Tho-hoa tidak tahan lagi mendengar harga-harga yang disebut itu, dia ingin melompat keluar, tapi kepalanya ditahan oleh tangan Siau-hi-ji sehingga tak dapat berkutik. Didengarnya Siau-hi-ji lagi berkata dengan tertawa, "Dan total jenderal menjadi berapa?"

Rupanya si jangkung memang ahli hitung cepat, dalam sekejap saja ia dapat menjumlah seluruhnya dan berseru, "Total seluruhnya menjadi enam ribu enam ratus tahil perak."

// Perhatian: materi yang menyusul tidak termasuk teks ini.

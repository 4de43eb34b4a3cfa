//! CLDR plural operands.
//!
//! Operands are defined over the displayed decimal form of a number, so every
//! input is first brought into a [`PositionalDecimal`] (integer digits and
//! fraction digits, sign dropped, exponent expanded) and the operands are
//! counted from those digit strings.
//!
//! Binary floats cannot carry trailing zeros: `2.0_f64` and `2_f64` are the
//! same value and both yield `v = 0`. Inexact binary fractions such as
//! `0.1_f32` widen to their full expansion. Pass a decimal string when visible
//! fraction digits matter.

use alloc::format;
use alloc::string::String;
use core::fmt;

use crate::{CoreError, CoreResult};

const MAX_EXPONENT: i64 = 4096;

/// A number whose plural category is requested.
#[derive(Clone, Copy, Debug, PartialEq)]
pub enum NumericInput<'a> {
    Signed(i64),
    Unsigned(u64),
    Float(f64),
    Decimal(&'a str),
}

macro_rules! numeric_input_from {
    ($variant:ident as $target:ty: $($source:ty),*) => {
        $(
            impl From<$source> for NumericInput<'_> {
                fn from(value: $source) -> Self {
                    NumericInput::$variant(value as $target)
                }
            }
        )*
    };
}

numeric_input_from!(Signed as i64: i8, i16, i32, i64, isize);
numeric_input_from!(Unsigned as u64: u8, u16, u32, u64, usize);
numeric_input_from!(Float as f64: f32, f64);

impl<'a> From<&'a str> for NumericInput<'a> {
    fn from(value: &'a str) -> Self {
        NumericInput::Decimal(value)
    }
}

impl<'a> From<&'a String> for NumericInput<'a> {
    fn from(value: &'a String) -> Self {
        NumericInput::Decimal(value.as_str())
    }
}

/// Sign-stripped positional decimal: `integer.fraction`.
///
/// Either part may be empty (`".5"` has no integer digits, `"7"` has no
/// fraction digits). Leading zeros of the integer part and trailing zeros of
/// the fraction part are kept as written.
#[derive(Clone, Debug, PartialEq, Eq)]
pub struct PositionalDecimal {
    integer: String,
    fraction: String,
}

impl PositionalDecimal {
    /// Strict parse of an optionally signed decimal with an optional exponent.
    pub fn parse(input: &str) -> CoreResult<Self> {
        if input.is_empty() {
            return Err(CoreError::InvalidNumber("number is empty"));
        }
        let unsigned = input
            .strip_prefix('-')
            .or_else(|| input.strip_prefix('+'))
            .unwrap_or(input);

        let (mantissa, exponent) = match unsigned.find(['e', 'E']) {
            Some(idx) => (&unsigned[..idx], Some(&unsigned[idx + 1..])),
            None => (unsigned, None),
        };
        let (integer, fraction) = mantissa.split_once('.').unwrap_or((mantissa, ""));

        if !is_digits(integer) || !is_digits(fraction) {
            return Err(CoreError::InvalidNumber("unexpected character in number"));
        }
        if integer.is_empty() && fraction.is_empty() {
            return Err(CoreError::InvalidNumber("number has no digits"));
        }

        let exponent = match exponent {
            Some(text) => parse_exponent(text)?,
            None => 0,
        };
        Ok(shift_point(integer, fraction, exponent))
    }

    /// Best-effort conversion of a binary float, see the module docs.
    pub fn from_float(value: f64) -> CoreResult<Self> {
        if !value.is_finite() {
            return Err(CoreError::InvalidNumber("number is not finite"));
        }
        // `Display` for floats is positional and round-trips; the sign is
        // dropped by `parse`.
        Self::parse(&format!("{value}"))
    }

    pub fn integer_digits(&self) -> &str {
        &self.integer
    }

    pub fn fraction_digits(&self) -> &str {
        &self.fraction
    }
}

impl fmt::Display for PositionalDecimal {
    fn fmt(&self, f: &mut fmt::Formatter<'_>) -> fmt::Result {
        let integer = if self.integer.is_empty() {
            "0"
        } else {
            self.integer.as_str()
        };
        if self.fraction.is_empty() {
            f.write_str(integer)
        } else {
            write!(f, "{integer}.{}", self.fraction)
        }
    }
}

fn is_digits(value: &str) -> bool {
    value.bytes().all(|byte| byte.is_ascii_digit())
}

fn parse_exponent(text: &str) -> CoreResult<i64> {
    let (negative, digits) = match text.strip_prefix('-') {
        Some(rest) => (true, rest),
        None => (false, text.strip_prefix('+').unwrap_or(text)),
    };
    if digits.is_empty() || !is_digits(digits) {
        return Err(CoreError::InvalidNumber("malformed exponent"));
    }
    let magnitude = digits
        .parse::<i64>()
        .ok()
        .filter(|value| *value <= MAX_EXPONENT)
        .ok_or(CoreError::InvalidNumber("exponent out of range"))?;
    Ok(if negative { -magnitude } else { magnitude })
}

fn shift_point(integer: &str, fraction: &str, exponent: i64) -> PositionalDecimal {
    if exponent == 0 {
        return PositionalDecimal {
            integer: String::from(integer),
            fraction: String::from(fraction),
        };
    }

    let mut digits = String::with_capacity(integer.len() + fraction.len());
    digits.push_str(integer);
    digits.push_str(fraction);
    let point = integer.len() as i64 + exponent;

    if point <= 0 {
        let mut fraction = "0".repeat(point.unsigned_abs() as usize);
        fraction.push_str(&digits);
        PositionalDecimal {
            integer: String::new(),
            fraction,
        }
    } else if point as usize >= digits.len() {
        let padding = point as usize - digits.len();
        digits.push_str(&"0".repeat(padding));
        PositionalDecimal {
            integer: digits,
            fraction: String::new(),
        }
    } else {
        let fraction = digits.split_off(point as usize);
        PositionalDecimal {
            integer: digits,
            fraction,
        }
    }
}

/// The six CLDR operands of a number.
///
/// `n` is the absolute value as a float and is informational only; rules use
/// the exact helpers ([`Operands::n_equals`], [`Operands::n_in`],
/// [`Operands::n_mod`]) which derive `n` from `i` and `t`.
#[derive(Clone, Copy, Debug, PartialEq)]
pub struct Operands {
    pub n: f64,
    pub i: u64,
    pub v: usize,
    pub w: usize,
    pub f: u64,
    pub t: u64,
}

impl Operands {
    pub fn from_input<'a>(input: impl Into<NumericInput<'a>>) -> CoreResult<Self> {
        match input.into() {
            NumericInput::Signed(value) => Ok(Self::from_integer(value.unsigned_abs())),
            NumericInput::Unsigned(value) => Ok(Self::from_integer(value)),
            NumericInput::Float(value) => Self::from_decimal(&PositionalDecimal::from_float(value)?),
            NumericInput::Decimal(text) => Self::parse(text),
        }
    }

    /// Operands of a decimal string such as `"2.50"` or `"1.5e3"`.
    ///
    /// `i`, `f` and `t` are held as `u64`, so an integer part or a run of
    /// fraction digits whose value exceeds `u64::MAX` is `InvalidNumber`.
    pub fn parse(input: &str) -> CoreResult<Self> {
        Self::from_decimal(&PositionalDecimal::parse(input)?)
    }

    pub fn from_integer(value: u64) -> Self {
        Self {
            n: value as f64,
            i: value,
            v: 0,
            w: 0,
            f: 0,
            t: 0,
        }
    }

    pub fn from_decimal(decimal: &PositionalDecimal) -> CoreResult<Self> {
        let fraction = decimal.fraction_digits();
        let significant = fraction.trim_end_matches('0');

        let i = parse_digits(decimal.integer_digits())
            .ok_or(CoreError::InvalidNumber("integer part out of range"))?;
        let f = parse_digits(fraction)
            .ok_or(CoreError::InvalidNumber("fraction part out of range"))?;
        let t = parse_digits(significant)
            .ok_or(CoreError::InvalidNumber("fraction part out of range"))?;
        let n = format!("{decimal}")
            .parse::<f64>()
            .map_err(|_| CoreError::InvalidNumber("number out of range"))?;

        Ok(Self {
            n,
            i,
            v: fraction.len(),
            w: significant.len(),
            f,
            t,
        })
    }

    /// `n = value`.
    pub fn n_equals(&self, value: u64) -> bool {
        self.t == 0 && self.i == value
    }

    /// `n = low..high`; only integral values are in a CLDR range.
    pub fn n_in(&self, low: u64, high: u64) -> bool {
        self.t == 0 && (low..=high).contains(&self.i)
    }

    /// `n % modulus`, or `None` when `n` has a non-zero fraction.
    pub fn n_mod(&self, modulus: u64) -> Option<u64> {
        (self.t == 0).then_some(self.i % modulus)
    }
}

fn parse_digits(digits: &str) -> Option<u64> {
    digits.bytes().try_fold(0u64, |acc, byte| {
        acc.checked_mul(10)?.checked_add(u64::from(byte - b'0'))
    })
}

"Ah, harga ini tidak betul," tiba-tiba Siau-hi-ji menggeleng.

Si buntak dan si jangkung sudah pernah mendengar kalimat ini, mereka tahu sang juragan muda mempunyai kebiasaan menambah satu kali lipat dari harga yang disebut, sudah barang tentu orang lain juga sudah mendengar akan sifat baik dan kebiasaan baik sang juragan muda kita. Maka mereka sama menjawab dengan mengiring tawa, "Ya, ya, harga tersebut tidak betul, terserah saja kepada juragan muda."

"Terserah padaku?" Siau-hi-ji menegas. "Tapi jangan-jangan kalian...."

"Kami pasti setuju," cepat beberapa orang memotong.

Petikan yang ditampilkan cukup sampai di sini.